OR22

Viral restriction factors impede the transduction efficiency of gene therapy lentiviral vectors and may be blocked to achieve therapeutic levels of gene transfer

M Dewannieux(1) M Mormin(1) K Hamon(1) C Fournier(1) A Galy(1)

1:INSERM US35 - ART-TG

Gene therapy is used to treat a growing number of pathologies. HIV-1-derived lentiviral vectors (LV) are particularly versatile tools for genetic modifications to treat different diseases with engineered hematopoietic stem/progenitor cells (HSPC) or with T cells (e.g. CAR T cells). Major improvements in strategies and vector design have facilitated LV usage. However, LV remain sensitive to restriction factors, innate immune proteins that inhibit the transduction of specific cell lineages. In particular, the protein IFITM3 is a major blockage for LV-mediated transduction. Using overexpressing cells, we showed that IFITM 3 restriction effects are dependent on the pseudotype of the vector and affect the commonly used VSVG pseudotype. We also studied IFITM3 effects in HSPC that are used for gene therapy treatments. IFITM3 is expressed in HSPCs all along the transduction process.
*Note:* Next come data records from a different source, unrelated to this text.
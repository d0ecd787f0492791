//! Core data models for route briefings.

use chrono::{DateTime, Utc};
use serde::{Deserialize, Serialize};
use std::fmt;
use thiserror::Error;

use crate::reports::TafOutlook;
use crate::spatial::normalize_lon_deg;

/// A geographic position in decimal degrees.
///
/// Longitude is kept in [-180, 180).
#[derive(Debug, Clone, Copy, PartialEq, Serialize, Deserialize)]
pub struct GeoPoint {
    pub lat: f64,
    pub lon: f64,
}

#[derive(Debug, Clone, Copy, PartialEq, Error)]
pub enum CoordinateError {
    #[error("coordinates must be finite (lat={lat}, lon={lon})")]
    NotFinite { lat: f64, lon: f64 },
    #[error("latitude {0} is outside [-90, 90]")]
    LatitudeOutOfRange(f64),
    #[error("longitude {0} is outside [-180, 180]")]
    LongitudeOutOfRange(f64),
}

impl GeoPoint {
    /// Create a point, normalising the longitude into [-180, 180).
    pub fn new(lat: f64, lon: f64) -> Self {
        Self {
            lat,
            lon: normalize_lon_deg(lon),
        }
    }

    /// Create a point from untrusted input.
    pub fn try_new(lat: f64, lon: f64) -> Result<Self, CoordinateError> {
        if !lat.is_finite() || !lon.is_finite() {
            return Err(CoordinateError::NotFinite { lat, lon });
        }
        if !(-90.0..=90.0).contains(&lat) {
            return Err(CoordinateError::LatitudeOutOfRange(lat));
        }
        if !(-180.0..=180.0).contains(&lon) {
            return Err(CoordinateError::LongitudeOutOfRange(lon));
        }
        Ok(Self::new(lat, lon))
    }
}

impl fmt::Display for GeoPoint {
    fn fmt(&self, f: &mut fmt::Formatter<'_>) -> fmt::Result {
        write!(f, "{:.4},{:.4}", self.lat, self.lon)
    }
}

/// Reported surface wind.
#[derive(Debug, Clone, Copy, PartialEq, Serialize, Deserialize)]
pub struct Wind {
    /// Direction the wind blows from, degrees true. `None` when variable.
    #[serde(default)]
    pub direction_deg: Option<f64>,
    pub speed_kt: f64,
    #[serde(default)]
    pub gust_kt: Option<f64>,
}

impl Wind {
    pub fn new(direction_deg: f64, speed_kt: f64) -> Self {
        Self {
            direction_deg: Some(direction_deg),
            speed_kt,
            gust_kt: None,
        }
    }

    pub fn variable(speed_kt: f64) -> Self {
        Self {
            direction_deg: None,
            speed_kt,
            gust_kt: None,
        }
    }
}

/// Flight category derived from ceiling and visibility.
#[derive(Debug, Clone, Copy, Default, PartialEq, Eq, Hash, Serialize, Deserialize)]
#[serde(rename_all = "UPPERCASE")]
pub enum FlightCategory {
    #[default]
    Vfr,
    Mvfr,
    Ifr,
    Lifr,
}

impl FlightCategory {
    /// Map a reported category string. Only the exact upper-case codes are
    /// recognised; anything else is VFR.
    pub fn from_report(value: Option<&str>) -> Self {
        match value {
            Some("MVFR") => Self::Mvfr,
            Some("IFR") => Self::Ifr,
            Some("LIFR") => Self::Lifr,
            _ => Self::Vfr,
        }
    }

    /// IFR and LIFR are treated as adverse for alternative routing.
    pub fn is_adverse(self) -> bool {
        matches!(self, Self::Ifr | Self::Lifr)
    }

    pub fn as_str(self) -> &'static str {
        match self {
            Self::Vfr => "VFR",
            Self::Mvfr => "MVFR",
            Self::Ifr => "IFR",
            Self::Lifr => "LIFR",
        }
    }
}

impl fmt::Display for FlightCategory {
    fn fmt(&self, f: &mut fmt::Formatter<'_>) -> fmt::Result {
        f.write_str(self.as_str())
    }
}

/// Observed surface conditions used for the weather charts.
#[derive(Debug, Clone, Default, PartialEq, Serialize, Deserialize)]
pub struct Observation {
    #[serde(default)]
    pub observed_at: Option<DateTime<Utc>>,
    #[serde(default)]
    pub temperature_c: Option<f64>,
    #[serde(default)]
    pub dewpoint_c: Option<f64>,
    #[serde(default)]
    pub visibility_sm: Option<f64>,
    #[serde(default)]
    pub altimeter_inhg: Option<f64>,
}

/// One airport stop on the briefed route.
#[derive(Debug, Clone, PartialEq, Serialize, Deserialize)]
pub struct RouteLeg {
    pub icao: String,
    #[serde(default)]
    pub name: Option<String>,
    /// Absent when the report carried no usable coordinates.
    #[serde(default)]
    pub position: Option<GeoPoint>,
    #[serde(default)]
    pub wind: Option<Wind>,
    #[serde(default)]
    pub category: FlightCategory,
    #[serde(default)]
    pub observation: Option<Observation>,
    #[serde(default)]
    pub raw_metar: Option<String>,
    #[serde(default)]
    pub raw_taf: Option<String>,
    #[serde(default)]
    pub taf_outlook: TafOutlook,
}

impl RouteLeg {
    /// A bare leg with no position, wind or reports.
    pub fn new(icao: impl Into<String>) -> Self {
        Self {
            icao: icao.into(),
            name: None,
            position: None,
            wind: None,
            category: FlightCategory::Vfr,
            observation: None,
            raw_metar: None,
            raw_taf: None,
            taf_outlook: TafOutlook::Unavailable,
        }
    }

    pub fn with_position(mut self, position: GeoPoint) -> Self {
        self.position = Some(position);
        self
    }

    pub fn with_wind(mut self, wind: Wind) -> Self {
        self.wind = Some(wind);
        self
    }

    pub fn with_category(mut self, category: FlightCategory) -> Self {
        self.category = category;
        self
    }
}

/// Static cruise performance for a supported aircraft type.
#[derive(Debug, Clone, Copy, PartialEq, Serialize)]
pub struct AircraftProfile {
    pub code: &'static str,
    pub name: &'static str,
    pub cruise_tas_kt: f64,
    /// Burn per hour, expressed in `fuel_unit`.
    pub fuel_burn_per_hour: f64,
    pub fuel_unit: &'static str,
}

/// Whole hours plus remaining minutes.
#[derive(Debug, Clone, Copy, Default, PartialEq, Eq, Serialize, Deserialize)]
pub struct EnrouteTime {
    pub hours: u32,
    pub minutes: u32,
}

impl EnrouteTime {
    /// Round to the nearest whole minute, then split.
    pub fn from_hours(hours: f64) -> Self {
        if !hours.is_finite() || hours <= 0.0 {
            return Self::default();
        }
        let total_minutes = (hours * 60.0).round() as u32;
        Self {
            hours: total_minutes / 60,
            minutes: total_minutes % 60,
        }
    }
}

impl fmt::Display for EnrouteTime {
    fn fmt(&self, f: &mut fmt::Formatter<'_>) -> fmt::Result {
        write!(f, "{}h {}m", self.hours, self.minutes)
    }
}

/// Aggregate distance, time and fuel for a route.
#[derive(Debug, Clone, Copy, PartialEq, Serialize)]
pub struct PerformanceResult {
    pub total_distance_nm: f64,
    pub total_time: EnrouteTime,
    pub total_time_hours: f64,
    pub total_fuel: f64,
    pub aircraft: AircraftProfile,
}

impl PerformanceResult {
    pub fn zero(aircraft: AircraftProfile) -> Self {
        Self {
            total_distance_nm: 0.0,
            total_time: EnrouteTime::default(),
            total_time_hours: 0.0,
            total_fuel: 0.0,
            aircraft,
        }
    }
}

#[cfg(test)]
mod tests {
    use super::*;

    #[test]
    fn flight_category_defaults_to_vfr() {
        assert_eq!(FlightCategory::from_report(Some("IFR")), FlightCategory::Ifr);
        assert_eq!(FlightCategory::from_report(Some("LIFR")), FlightCategory::Lifr);
        assert_eq!(FlightCategory::from_report(Some("ifr")), FlightCategory::Vfr);
        assert_eq!(FlightCategory::from_report(Some(" lifr ")), FlightCategory::Vfr);
        assert_eq!(FlightCategory::from_report(Some(" LIFR ")), FlightCategory::Vfr);
        assert_eq!(FlightCategory::from_report(Some("MVFR")), FlightCategory::Mvfr);
        assert_eq!(FlightCategory::from_report(Some("UNKN")), FlightCategory::Vfr);
        assert_eq!(FlightCategory::from_report(None), FlightCategory::Vfr);
        assert!(FlightCategory::Lifr.is_adverse());
        assert!(!FlightCategory::Mvfr.is_adverse());
    }

    #[test]
    fn enroute_time_rounds_to_minute() {
        let t = EnrouteTime::from_hours(1.0);
        assert_eq!(t, EnrouteTime { hours: 1, minutes: 0 });
        assert_eq!(t.to_string(), "1h 0m");

        // 2h 29.6m rounds up to 2h 30m
        let t = EnrouteTime::from_hours(2.0 + 29.6 / 60.0);
        assert_eq!(t, EnrouteTime { hours: 2, minutes: 30 });

        // 59.7 minutes rolls over into the hour
        let t = EnrouteTime::from_hours(59.7 / 60.0);
        assert_eq!(t, EnrouteTime { hours: 1, minutes: 0 });
    }

    #[test]
    fn try_new_rejects_bad_coordinates() {
        assert!(GeoPoint::try_new(91.0, 0.0).is_err());
        assert!(GeoPoint::try_new(0.0, 181.0).is_err());
        assert!(GeoPoint::try_new(f64::NAN, 0.0).is_err());

        let p = GeoPoint::try_new(10.0, 180.0).unwrap();
        assert_eq!(p.lon, -180.0);
    }

    #[test]
    fn flight_category_serializes_uppercase() {
        let json = serde_json::to_string(&FlightCategory::Mvfr).unwrap();
        assert_eq!(json, "\"MVFR\"");
    }
}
We successfully used cyclosporin H to counteract IFITM3 in HSPC and other cells transduced with VSVG LV. Cyclosporin H reduces IFITM3 levels and enables the use of low concentrations of vectors to reach therapeutically-relevant levels of transduction. Thus, understanding the role of restriction factors in target cells enables the design of more effective vectors and transduction protocols that reduce vector doses and optimize the efficacy and safety of gene therapy.